■ Required action ■
Supply the number of lines below containing "ProtocolConfig", nothing else.

■ Data to examine ■

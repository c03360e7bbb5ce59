use anchor_lang::prelude::*;

/// Global protocol configuration (single instance)
///
/// The two factory addresses are written once at initialization and never
/// change afterwards; there is no update instruction.
#[account(zero_copy(unsafe))]
#[repr(C)]
pub struct ProtocolConfig {
    /// Authority that initialized the protocol (the program upgrade authority)
    pub authority: Pubkey,
    /// Split factory program used for multi-recipient tranches
    pub split_factory: Pubkey,
    /// Waterfall factory program that materializes the tranche sequence
    pub waterfall_factory: Pubkey,
    /// Bump seed for PDA derivation (stored for CU optimization)
    pub bump: u8,
}

// Compile-time size assertion to catch accidental struct changes
// ProtocolConfig: discriminator (8) + authority (32) + split_factory (32) + waterfall_factory (32) + bump (1) = 105
const _: () = assert!(std::mem::size_of::<ProtocolConfig>() == 97); // 105 - 8 (discriminator added by Anchor)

■ Solution to this problem ■
3